Yuval Noah Harari on the myths we need to survive

by Ezra Buckley on April 24, 2017

Published on Oct 23, 2015

Filmed at the Royal Geographical Society on 23rd September 2015.

Myths. We tend to think they’re a thing of the past, fabrications that early humans needed to believe in because their understanding of the world was so meagre. But what if modern civilisation were itself based on a set of myths? This is the big question posed by Professor Yuval Noah Harari, author of Sapiens: A Brief History of Humankind, which has become one of the most talked about bestsellers of recent years. In this exclusive appearance for Intelligence Squared, Harari will argue that all political orders are based on useful fictions which have allowed groups of humans, from ancient Mesopotamia through to the Roman empire and modern capitalist societies, to cooperate in numbers far beyond the scope of any other species.

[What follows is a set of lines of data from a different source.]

mod service;

use clap::Parser;
use tonic::transport::Server;
use tonic_reflection::server::Builder as ReflectionBuilder;

pub mod pb {
    tonic::include_proto!("testing");

    pub(crate) const FILE_DESCRIPTOR_SET: &[u8] =
        tonic::include_file_descriptor_set!("testing_descriptor");
}

#[derive(Parser, Debug)]
#[command(
    name = "testserver",
    about = "Test gRPC server for grpcurl verification"
)]
struct Cli {
    /// Port to listen on (0 for ephemeral)
    #[arg(short = 'p', long = "port", default_value_t = 0)]
    port: u16,

    /// Suppress request logging
    #[arg(short = 'q', long = "quiet")]
    quiet: bool,

    /// Disable server reflection
    #[arg(long = "noreflect")]
    noreflect: bool,
}

#[tokio::main]
async fn main() -> Result<(), Box<dyn std::error::Error>> {
    let cli = Cli::parse();

    let addr: std::net::SocketAddr = format!("127.0.0.1:{}", cli.port).parse()?;
    let listener = tokio::net::TcpListener::bind(addr).await?;
    let local_addr = listener.local_addr()?;
    println!("Listening on {}", local_addr);

    let test_service = pb::test_service_server::TestServiceServer::new(service::TestServiceImpl);
    let complex_service =
        pb::complex_service_server::ComplexServiceServer::new(service::ComplexServiceImpl);

    let mut builder = Server::builder();

    if !cli.noreflect {
        let reflection_service = ReflectionBuilder::configure()
            .register_encoded_file_descriptor_set(pb::FILE_DESCRIPTOR_SET)
            .build_v1()?;

        let reflection_service_alpha = ReflectionBuilder::configure()
            .register_encoded_file_descriptor_set(pb::FILE_DESCRIPTOR_SET)
            .build_v1alpha()?;

        builder
            .add_service(reflection_service)
            .add_service(reflection_service_alpha)
            .add_service(test_service)
            .add_service(complex_service)
            .serve_with_incoming(tokio_stream::wrappers::TcpListenerStream::new(listener))
            .await?;
    } else {
        builder
            .add_service(test_service)
            .add_service(complex_service)
            .serve_with_incoming(tokio_stream::wrappers::TcpListenerStream::new(listener))
            .await?;
    }

    Ok(())
}
mod common;

use common::{assert_exit_code, run};

/// Assert that argument validation itself passed, even if the operation
/// that follows fails for an unrelated reason (e.g. /dev/null is not a
/// valid protoset/proto file). Validation failures are the only path that
/// prints this usage hint, so its absence means args were accepted.
fn assert_passes_validation(result: &common::RunResult) {
    assert!(
        !result.stderr.contains("Try 'grpcurl --help'"),
        "Expected args to pass validation, but got a validation error.\nstderr: {}",
        result.stderr,
    );
}

// -- Valid argument parsing (passes validation) --------------------------------

#[test]
fn list_from_protoset_no_address() {
    let r = run(&["-protoset", "/dev/null", "list"]);
    assert_exit_code(&r, 0);
}

#[test]
fn list_with_service_symbol() {
    // /dev/null is empty so the symbol lookup fails, but validation passes
    let r = run(&["-protoset", "/dev/null", "list", "my.Service"]);
    assert_passes_validation(&r);
}

#[test]
fn describe_from_proto_no_address() {
    // /dev/null is not a valid proto file, but validation passes
    let r = run(&["-proto", "/dev/null", "describe"]);
    assert_passes_validation(&r);
}

#[test]
fn describe_with_symbol() {
    // /dev/null is not a valid proto file, but validation passes
    let r = run(&["-proto", "/dev/null", "describe", "my.Message"]);
    assert_passes_validation(&r);
}

// -- Single-dash vs double-dash compatibility ----------------------------------

#[test]
fn double_dash_plaintext_works() {
    let r = run(&["--protoset", "/dev/null", "--plaintext", "list"]);
    assert_exit_code(&r, 0);
}

#[test]
fn single_dash_plaintext_works() {
    let r = run(&["-protoset", "/dev/null", "-plaintext", "list"]);
    assert_exit_code(&r, 0);
}

// -- Warnings (should not cause failure) ----------------------------------------

#[test]
fn data_with_list_warning_not_error() {
    let r = run(&["-protoset", "/dev/null", "-d", "{}", "list"]);
    assert_exit_code(&r, 0);
}

#[test]
fn import_path_without_proto_warning_not_error() {
    let r = run(&["-protoset", "/dev/null", "-import-path", "/tmp", "list"]);
    assert_exit_code(&r, 0);
}
mod cli;
mod validate;

use clap::Parser;
use cli::{Cli, Command};
use std::process;

use tokio_util::sync::CancellationToken;

use grpcurl_core::connection::{self, ConnectionConfig};
use grpcurl_core::descriptor::{self, DescriptorSource};
use grpcurl_core::error::GrpcurlError;
use grpcurl_core::format;
use grpcurl_core::metadata;
use grpcurl_core::reflection;

/// Exit code offset to avoid conflicts with gRPC status codes.
/// gRPC Cancelled=1, Unknown=2, so we offset by 64.
const STATUS_CODE_OFFSET: i32 = 64;

/// Exit code for an operation the user cancelled (Ctrl-C), matching the
/// conventional shell signal-cancellation code (128 + SIGINT).
const CANCELLED_EXIT_CODE: i32 = 130;

#[tokio::main]
async fn main() {
    let normalized = cli::normalize_args(std::env::args());
    let cli = Cli::parse_from(normalized);

    let parsed = match validate::validate(&cli) {
        Ok(parsed) => parsed,
        Err(msg) => {
            eprintln!("{msg}");
            eprintln!("Try 'grpcurl --help' for more details.");
            process::exit(1);
        }
    };

    let conn_config = cli.connection_config();

    // A single cancellation signal, shared by reflection lookups and (for
    // `invoke`) the RPC itself, so Ctrl-C cascades to every in-flight
    // sub-task rather than only the final call.
    let cancel = CancellationToken::new();
    {
        let cancel = cancel.clone();
        tokio::spawn(async move {
            if tokio::signal::ctrl_c().await.is_ok() {
                cancel.cancel();
            }
        });
    }

    match parsed.command {
        Command::List => {
            let source = match create_descriptor_source(
                &cli,
                &conn_config,
                parsed.address.as_deref(),
                cancel.clone(),
            )
            .await
            {
                Ok(s) => s,
                Err(e) => {
                    eprintln!("Failed to create descriptor source: {e}");
                    process::exit(1);
                }
            };

            if let Err(err) =
                grpcurl_core::commands::list::run_list(source.as_ref(), parsed.symbol.as_deref())
                    .await
            {
                match parsed.symbol.as_deref() {
                    Some(svc) => eprintln!("Failed to list methods for service \"{svc}\": {err}"),
                    None => eprintln!("Failed to list services: {err}"),
                }
                process::exit(1);
            }

            // Export protoset/protos if requested
            let export_symbols =
                resolve_export_symbols(source.as_ref(), parsed.symbol.as_deref()).await;
            export_protoset(&cli, source.as_ref(), &export_symbols).await;
            export_proto_files(&cli, source.as_ref(), &export_symbols).await;
        }
        Command::Describe => {
            let source = match create_descriptor_source(
                &cli,
                &conn_config,
                parsed.address.as_deref(),
                cancel.clone(),
            )
            .await
            {
                Ok(s) => s,
                Err(e) => {
                    eprintln!("Failed to create descriptor source: {e}");
                    process::exit(1);
                }
            };
            let format_options = format::FormatOptions {
                emit_defaults: cli.emit_defaults,
                allow_unknown_fields: cli.allow_unknown_fields,
            };
            if let Err(err) = grpcurl_core::commands::describe::run_describe(
                source.as_ref(),
                parsed.symbol.as_deref(),
                &format_options,
                cli.msg_template,
            )
            .await
            {
                match parsed.symbol.as_deref() {
                    Some(sym) => eprintln!("Failed to resolve symbol \"{sym}\": {err}"),
                    None => eprintln!("Failed to describe services: {err}"),
                }
                process::exit(1);
            }

            // Export protoset/protos if requested
            let export_symbols =
                resolve_export_symbols(source.as_ref(), parsed.symbol.as_deref()).await;
            export_protoset(&cli, source.as_ref(), &export_symbols).await;
            export_proto_files(&cli, source.as_ref(), &export_symbols).await;
        }
        Command::Invoke => {
            let address = parsed
                .address
                .as_deref()
                .expect("address required for invoke");
            let symbol = parsed
                .symbol
                .as_deref()
                .expect("symbol required for invoke");
            let verbosity = cli.verbosity();

            let source = match create_descriptor_source(
                &cli,
                &conn_config,
                Some(address),
                cancel.clone(),
            )
            .await
            {
                Ok(s) => s,
                Err(e) => {
                    eprintln!("Failed to create descriptor source: {e}");
                    process::exit(1);
                }
            };

            // Create a channel for the RPC invocation
            let channel = match connection::create_channel(&conn_config, address).await {
                Ok(ch) => ch,
                Err(e) => {
                    eprintln!("Failed to connect to {address}: {e}");
                    process::exit(1);
                }
            };

            // Share the same cancellation signal used for reflection above,
            // so Ctrl-C cascades to the RPC itself rather than only to the
            // descriptor lookup that preceded it.
            let mut invoke_config = cli.invoke_config();
            invoke_config.cancel = cancel.clone();

            if let Some(max_time) = conn_config.max_time {
                invoke_config.deadline =
                    Some(tokio::time::Instant::now() + std::time::Duration::from_secs_f64(max_time));
            }

            match grpcurl_core::commands::invoke::run_invoke(
                &invoke_config,
                channel,
                symbol,
                source.as_ref(),
            )
            .await
            {
                Ok(invoke_result) => {
                    // Verbose summary: "Sent N request(s) and received M response(s)"
                    // Go prints this to stdout (fmt.Printf in main.go)
                    if verbosity > 0 {
                        let req_word = if invoke_result.num_requests == 1 {
                            "request"
                        } else {
                            "requests"
                        };
                        let resp_word = if invoke_result.num_responses == 1 {
                            "response"
                        } else {
                            "responses"
                        };
                        println!(
                            "Sent {} {} and received {} {}",
                            invoke_result.num_requests,
                            req_word,
                            invoke_result.num_responses,
                            resp_word
                        );
                    }

                    // Handle gRPC status
                    if let Some(ref status) = invoke_result.status {
                        if status.code() != tonic::Code::Ok {
                            if cli.format_error {
                                // Format the error using the format flag
                                eprintln!(
                                    "ERROR:\n  Code: {}\n  Message: {}",
                                    format::status_code_name(status.code()),
                                    status.message()
                                );
                            } else {
                                format::print_status(status, None);
                            }
                            process::exit(STATUS_CODE_OFFSET + status.code() as i32);
                        }
                    }
                }
                Err(err) => {
                    match err.downcast::<GrpcurlError>() {
                        Ok(boxed) if matches!(*boxed, GrpcurlError::Cancelled) => {
                            eprintln!("Error invoking method \"{symbol}\": {boxed}");
                            process::exit(CANCELLED_EXIT_CODE);
                        }
                        Ok(boxed) if matches!(*boxed, GrpcurlError::DeadlineExceeded) => {
                            eprintln!("Error invoking method \"{symbol}\": {boxed}");
                            process::exit(STATUS_CODE_OFFSET + tonic::Code::DeadlineExceeded as i32);
                        }
                        Ok(boxed) => {
                            eprintln!("Error invoking method \"{symbol}\": {boxed}");
                            process::exit(1);
                        }
                        Err(err) => {
                            eprintln!("Error invoking method \"{symbol}\": {err}");
                            process::exit(1);
                        }
                    }
                }
            }
        }
    }
}

/// Resolve export symbols: if a specific symbol was given, use it;
/// otherwise list all services.
async fn resolve_export_symbols(
    source: &dyn DescriptorSource,
    symbol: Option<&str>,
) -> Vec<String> {
    match symbol {
        Some(sym) => vec![sym.to_string()],
        None => match descriptor::list_services(source).await {
            Ok(svcs) => svcs,
            Err(e) => {
                eprintln!("Failed to resolve symbols for export: {e}");
                process::exit(1);
            }
        },
    }
}

/// Export protoset file if --protoset-out is set.
async fn export_protoset(cli: &Cli, source: &dyn DescriptorSource, symbols: &[String]) {
    if let Some(ref protoset_out) = cli.protoset_out {
        if let Err(e) = descriptor::write_protoset(protoset_out, source, symbols).await {
            eprintln!("Failed to write protoset output: {e}");
            process::exit(1);
        }
    }
}

/// Export .proto files if --proto-out-dir is set.
async fn export_proto_files(cli: &Cli, source: &dyn DescriptorSource, symbols: &[String]) {
    if let Some(ref proto_out_dir) = cli.proto_out_dir {
        if let Err(e) = descriptor::write_proto_files(proto_out_dir, source, symbols).await {
            eprintln!("Failed to write proto files: {e}");
            process::exit(1);
        }
    }
}

/// Create a descriptor source from CLI flags.
///
/// Matching Go's behavior:
/// - If proto/protoset files are specified AND an address is available with
///   reflection enabled, creates a CompositeSource (reflection + file fallback)
/// - If only proto/protoset files: uses FileSource
/// - If only address: uses ServerSource (reflection)
async fn create_descriptor_source(
    cli: &Cli,
    conn_config: &ConnectionConfig,
    address: Option<&str>,
    cancel: CancellationToken,
) -> grpcurl_core::error::Result<Box<dyn DescriptorSource>> {
    // Build file-based source if proto/protoset files are specified
    let file_source: Option<Box<dyn DescriptorSource>> = if !cli.protoset.is_empty() {
        Some(Box::new(descriptor::descriptor_source_from_protosets(
            &cli.protoset,
        )?))
    } else if !cli.proto.is_empty() {
        Some(Box::new(descriptor::descriptor_source_from_proto_files(
            &cli.import_path,
            &cli.proto,
        )?))
    } else {
        None
    };

    // Build reflection source if address is available and reflection is not disabled.
    // When proto/protoset files are provided, auto-disable reflection unless
    // explicitly enabled with --use-reflection=true (matching Go behavior).
    let has_proto_files = !cli.protoset.is_empty() || !cli.proto.is_empty();
    let use_reflection = match cli.use_reflection {
        Some(true) => true,
        Some(false) => false,
        None => !has_proto_files,
    };
    let reflection_source: Option<Box<dyn DescriptorSource>> = if let Some(addr) = address {
        if use_reflection {
            let channel = connection::create_channel(conn_config, addr).await?;

            // Build reflection metadata: -H (all) + --reflect-header (reflection-only)
            let mut reflect_headers: Vec<String> = cli.header.clone();
            reflect_headers.extend(cli.reflect_header.clone());
            if cli.expand_headers {
                reflect_headers = metadata::expand_headers(&reflect_headers)?;
            }
            let reflect_md = metadata::metadata_from_headers(&reflect_headers);

            let source = if reflect_md.is_empty() {
                reflection::ServerSource::new(channel)
                    .with_max_msg_sz(cli.max_msg_sz)
                    .with_cancellation(cancel)
            } else {
                reflection::ServerSource::with_metadata(channel, reflect_md)
                    .with_max_msg_sz(cli.max_msg_sz)
                    .with_cancellation(cancel)
            };
            Some(Box::new(source))
        } else {
            None
        }
    } else {
        None
    };

    // Combine sources: composite when both available, otherwise use whichever exists
    match (reflection_source, file_source) {
        (Some(reflection), Some(file)) => {
            Ok(Box::new(descriptor::CompositeSource::new(reflection, file)))
        }
        (Some(reflection), None) => Ok(reflection),
        (None, Some(file)) => Ok(file),
        (None, None) => Err(grpcurl_core::error::GrpcurlError::InvalidArgument(
            "No host:port specified, no protoset specified, and no proto sources specified.".into(),
        )),
    }
}
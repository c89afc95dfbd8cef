fn main() -> Result<(), Box<dyn std::error::Error>> {
    let out_dir = std::path::PathBuf::from(std::env::var("OUT_DIR")?);

    tonic_prost_build::configure()
        .file_descriptor_set_path(out_dir.join("bank_descriptor.bin"))
        .compile_protos(&["proto/bank.proto", "proto/support.proto"], &["proto"])?;

    Ok(())
}
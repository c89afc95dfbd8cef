// See mod.rs for why this is needed.
#![allow(dead_code)]

use std::net::{TcpListener, TcpStream};
use std::process::{Child, Command};
use std::time::{Duration, Instant};

/// A managed test gRPC server instance.
///
/// Spawns the testserver binary on an ephemeral port. The server process
/// is killed when this struct is dropped.
pub struct TestServer {
    process: Child,
    pub port: u16,
    pub addr: String,
}

impl TestServer {
    /// Start a new testserver on an ephemeral port.
    ///
    /// Panics if the server fails to start or the port is not ready within 10s.
    pub fn start() -> Self {
        let port = find_free_port();
        let addr = format!("localhost:{port}");

        // The testserver binary is built as a workspace member.
        // Cargo places it alongside the main binary in the target directory.
        let bin = testserver_bin();

        let process = Command::new(&bin)
            .args(["-p", &port.to_string(), "-q"])
            .stdout(std::process::Stdio::null())
            .stderr(std::process::Stdio::null())
            .spawn()
            .unwrap_or_else(|e| panic!("Failed to start testserver at {}: {e}", bin.display()));

        wait_for_port(port, Duration::from_secs(10));

        TestServer {
            process,
            port,
            addr,
        }
    }
}

impl Drop for TestServer {
    fn drop(&mut self) {
        let _ = self.process.kill();
        let _ = self.process.wait();
    }
}

/// Find the testserver binary path.
fn testserver_bin() -> std::path::PathBuf {
    // The testserver is a workspace member, so Cargo builds it in the same
    // target directory. We derive the path from the grpcurl binary location.
    let grpcurl = std::path::PathBuf::from(env!("CARGO_BIN_EXE_grpcurl"));
    let target_dir = grpcurl.parent().expect("grpcurl binary has no parent dir");
    target_dir.join("testserver")
}

/// Bind to port 0 to get an ephemeral port from the OS.
fn find_free_port() -> u16 {
    let listener = TcpListener::bind("127.0.0.1:0").expect("failed to bind ephemeral port");
    listener.local_addr().unwrap().port()
}

/// Wait for a TCP port to accept connections, or panic after timeout.
fn wait_for_port(port: u16, timeout: Duration) {
    let start = Instant::now();
    loop {
        if TcpStream::connect_timeout(
            &format!("127.0.0.1:{port}").parse().unwrap(),
            Duration::from_millis(100),
        )
        .is_ok()
        {
            // Successfully connected -- server is accepting connections.
            return;
        }
        if start.elapsed() > timeout {
            panic!("Timed out waiting for testserver on port {port}");
        }
        std::thread::sleep(Duration::from_millis(50));
    }
}
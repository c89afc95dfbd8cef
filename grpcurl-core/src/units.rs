//! Grammar for human-friendly duration and size flags.
//!
//! Durations: `<number><unit>` where unit is one of `ms`, `s`, `m`, `h`; a
//! bare number (no unit) is interpreted as seconds, matching the historical
//! plain-float behavior of `-connect-timeout`/`-keepalive-time`/`-max-time`.
//!
//! Sizes: `<number>[B|KB|MB|GB]`, case-insensitive, 1024-based; a bare number
//! (no unit) is interpreted as bytes, matching the historical plain-int
//! behavior of `-max-msg-sz`.

/// Parse a duration string into seconds. Used as a clap `value_parser` for
/// flags that store `Option<f64>` seconds internally.
pub fn parse_duration_secs(input: &str) -> Result<f64, String> {
    let s = input.trim();
    if s.is_empty() {
        return Err("duration must not be empty".into());
    }

    let (number_part, unit) = split_suffix(s, &["ms", "s", "m", "h"]);
    let value: f64 = number_part
        .parse()
        .map_err(|_| format!("invalid duration {input:?}: not a number"))?;
    if value < 0.0 {
        return Err(format!("invalid duration {input:?}: must not be negative"));
    }

    let secs = match unit {
        "ms" => value / 1000.0,
        "s" | "" => value,
        "m" => value * 60.0,
        "h" => value * 3600.0,
        other => return Err(format!("invalid duration unit {other:?} in {input:?}")),
    };
    Ok(secs)
}

/// Parse a size string into bytes. Used as a clap `value_parser` for flags
/// that store `Option<i32>` bytes internally.
pub fn parse_size_bytes(input: &str) -> Result<i32, String> {
    let s = input.trim();
    if s.is_empty() {
        return Err("size must not be empty".into());
    }

    let (number_part, unit) = split_suffix_ci(s, &["gb", "mb", "kb", "b"]);
    let value: f64 = number_part
        .parse()
        .map_err(|_| format!("invalid size {input:?}: not a number"))?;
    if value < 0.0 {
        return Err(format!("invalid size {input:?}: must not be negative"));
    }

    let multiplier: f64 = match unit.as_str() {
        "b" | "" => 1.0,
        "kb" => 1024.0,
        "mb" => 1024.0 * 1024.0,
        "gb" => 1024.0 * 1024.0 * 1024.0,
        other => return Err(format!("invalid size unit {other:?} in {input:?}")),
    };

    let bytes = value * multiplier;
    if bytes > i32::MAX as f64 {
        return Err(format!("size {input:?} is too large"));
    }
    Ok(bytes as i32)
}

/// Split a trailing unit suffix (case-sensitive) from a numeric prefix,
/// preferring the longest matching suffix so "ms" isn't mistaken for "s".
fn split_suffix<'a>(s: &'a str, units: &[&str]) -> (&'a str, &'a str) {
    let mut candidates: Vec<&str> = units.to_vec();
    candidates.sort_by_key(|u| std::cmp::Reverse(u.len()));
    for unit in candidates {
        if let Some(prefix) = s.strip_suffix(unit) {
            return (prefix, unit);
        }
    }
    (s, "")
}

/// Case-insensitive variant of `split_suffix`, normalizing the matched unit
/// to lowercase for the caller.
fn split_suffix_ci(s: &str, units: &[&str]) -> (&str, String) {
    let lower = s.to_ascii_lowercase();
    let mut candidates: Vec<&str> = units.to_vec();
    candidates.sort_by_key(|u| std::cmp::Reverse(u.len()));
    for unit in candidates {
        if lower.ends_with(unit) {
            let split_at = s.len() - unit.len();
            return (&s[..split_at], unit.to_string());
        }
    }
    (s, String::new())
}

To give an example, Hammurabi, the great ruler of ancient Babylon, and the US founding fathers both created well-functioning societies. Hammurabi’s was based on hierarchy, with the king at the top and the slaves at the bottom, while the Americans’ was based on freedom and equality between all citizens. Yet the idea of equality, Harari will claim, is as much a fiction as the idea that a king or rich nobleman is ‘better’ than a humble peasant. What made both of these societies work was the fact that within each of them everyone believed in the same set of imagined underlying principles. In a similar vein, money is a fiction that depends on the trust that we collectively put in it. The fact that it is a ‘myth’ has not impeded its usefulness. It has become the most universal and efficient system of mutual trust ever devised, allowing the development of global trade networks and sophisticated modern capitalism.

Professor Harari came to the Intelligence Squared stage to explain how the fictions that we believe in are an inseparable part of human culture and civilisation.